### Assignment
Whichever lines include the word "SymbolType", copy them as they appear in the data.

### Data extracts
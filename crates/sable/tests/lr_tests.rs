//! Generation and parsing behavior across the LR family.

use sable::grammar::{
    Associativity, Grammar, PrecedenceTable, Production, ProductionPrecedence,
};
use sable::intern::{Context, SymbolType};
use sable::parser::{lr::LrGenerator, ParserGenerator};
use sable::symbol::Symbol;

fn token(ty: SymbolType, text: &str) -> Symbol {
    Symbol::leaf(ty, text, 1, 1)
}

#[test]
fn nested_lists_parse_to_the_declared_shapes() {
    let mut ctx = Context::new();
    let lparen = ctx.terminal("(");
    let rparen = ctx.terminal(")");
    let comma = ctx.terminal(",");
    let x = ctx.terminal("x");
    let s = ctx.non_terminal("S");
    let l = ctx.non_terminal("L");

    let grammar = Grammar::new(
        &ctx,
        "lists",
        s,
        vec![
            Production::new(s, vec![lparen, l, rparen]),
            Production::new(s, vec![x]),
            Production::new(l, vec![s]),
            Production::new(l, vec![l, comma, s]),
        ],
        PrecedenceTable::default(),
    );

    let result = LrGenerator::lalr().generate(&grammar);
    assert!(result.succeeded(), "conflicts: {:?}", result.conflicts);
    let parser = result.parser().expect("generation succeeded");

    // (x,(x,x))
    let tokens = vec![
        token(lparen, "("),
        token(x, "x"),
        token(comma, ","),
        token(lparen, "("),
        token(x, "x"),
        token(comma, ","),
        token(x, "x"),
        token(rparen, ")"),
        token(rparen, ")"),
        token(ctx.eof_type(), ""),
    ];
    let outcome = parser.parse_all(tokens);
    assert!(outcome.succeeded(), "errors: {:?}", outcome.errors);
    let tree = outcome.parse_tree().expect("parse succeeded");
    assert_eq!(tree.ty(), s);
    assert_eq!(tree.children().len(), 3);
    assert_eq!(tree.children()[0].ty(), lparen);
    assert_eq!(tree.children()[1].ty(), l);
    assert_eq!(tree.children()[2].ty(), rparen);
}

/// A -> c and B -> c reduce in one state; FOLLOW sets overlap on z, so only
/// per-item lookahead can tell them apart.
fn one_token_lookahead_grammar(ctx: &mut Context) -> Grammar {
    let w = ctx.terminal("w");
    let x = ctx.terminal("x");
    let y = ctx.terminal("y");
    let z = ctx.terminal("z");
    let c = ctx.terminal("c");
    let s = ctx.non_terminal("S");
    let a = ctx.non_terminal("A");
    let b = ctx.non_terminal("B");

    Grammar::new(
        ctx,
        "lookahead",
        s,
        vec![
            Production::new(s, vec![x, a, y]),
            Production::new(s, vec![x, b, z]),
            Production::new(s, vec![w, a, z]),
            Production::new(a, vec![c]),
            Production::new(b, vec![c]),
        ],
        PrecedenceTable::default(),
    )
}

#[test]
fn weaker_flavors_reject_what_lalr_accepts() {
    let mut ctx = Context::new();
    let grammar = one_token_lookahead_grammar(&mut ctx);

    assert!(!LrGenerator::lr0().generate(&grammar).succeeded());
    assert!(!LrGenerator::slr().generate(&grammar).succeeded());
    assert!(LrGenerator::lalr().generate(&grammar).succeeded());
    assert!(LrGenerator::lr1().generate(&grammar).succeeded());
}

fn expression_grammar(ctx: &mut Context, associativity: Associativity) -> Grammar {
    let x = ctx.terminal("x");
    let plus = ctx.terminal("+");
    let e = ctx.non_terminal("E");

    Grammar::new(
        ctx,
        "expr",
        e,
        vec![
            Production::new(e, vec![e, plus, e]),
            Production::new(e, vec![x]),
        ],
        PrecedenceTable::new(
            &[(&[plus], associativity)],
            ProductionPrecedence::LeftmostTerminal,
        ),
    )
}

fn parse_x_plus_x_plus_x(grammar: &Grammar, ctx: &Context) -> Symbol {
    let x = grammar
        .terminal_types()
        .iter()
        .copied()
        .find(|t| t.name() == "x")
        .expect("grammar has x");
    let plus = grammar
        .terminal_types()
        .iter()
        .copied()
        .find(|t| t.name() == "+")
        .expect("grammar has +");

    let parser = LrGenerator::lalr()
        .generate(grammar)
        .into_parser()
        .expect("generation succeeded");
    let outcome = parser.parse_all(vec![
        token(x, "x"),
        token(plus, "+"),
        token(x, "x"),
        token(plus, "+"),
        token(x, "x"),
        token(ctx.eof_type(), ""),
    ]);
    assert!(outcome.succeeded(), "errors: {:?}", outcome.errors);
    outcome.into_parse_tree().expect("parse succeeded")
}

#[test]
fn left_associativity_nests_left() {
    let mut ctx = Context::new();
    let grammar = expression_grammar(&mut ctx, Associativity::Left);
    let tree = parse_x_plus_x_plus_x(&grammar, &ctx);

    // ((x + x) + x)
    assert_eq!(tree.children().len(), 3);
    assert_eq!(tree.children()[0].children().len(), 3);
    assert_eq!(tree.children()[2].children().len(), 1);
}

#[test]
fn right_associativity_nests_right() {
    let mut ctx = Context::new();
    let grammar = expression_grammar(&mut ctx, Associativity::Right);
    let tree = parse_x_plus_x_plus_x(&grammar, &ctx);

    // (x + (x + x))
    assert_eq!(tree.children().len(), 3);
    assert_eq!(tree.children()[0].children().len(), 1);
    assert_eq!(tree.children()[2].children().len(), 3);
}

#[test]
fn non_associative_ambiguity_fails_generation() {
    let mut ctx = Context::new();
    let grammar = expression_grammar(&mut ctx, Associativity::NonAssociative);

    let result = LrGenerator::lalr().generate(&grammar);
    assert!(!result.succeeded());
    assert!(result.parser().is_none());
}

#[test]
fn parse_failures_carry_errors_not_panics() {
    let mut ctx = Context::new();
    let grammar = expression_grammar(&mut ctx, Associativity::Left);
    let x = grammar
        .terminal_types()
        .iter()
        .copied()
        .find(|t| t.name() == "x")
        .expect("grammar has x");
    let plus = grammar
        .terminal_types()
        .iter()
        .copied()
        .find(|t| t.name() == "+")
        .expect("grammar has +");

    let parser = LrGenerator::lalr()
        .generate(&grammar)
        .into_parser()
        .expect("generation succeeded");

    // dangling operator
    let outcome = parser.parse_all(vec![
        token(x, "x"),
        token(plus, "+"),
        token(ctx.eof_type(), ""),
    ]);
    assert!(!outcome.succeeded());
    assert!(outcome.parse_tree().is_none());

    // stream without the EOF terminal
    let outcome = parser.parse_all(vec![token(x, "x")]);
    assert!(!outcome.succeeded());
}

### Answer below
use sable::intern::{Context, SymbolType};
fn token(ty: SymbolType, text: &str) -> Symbol {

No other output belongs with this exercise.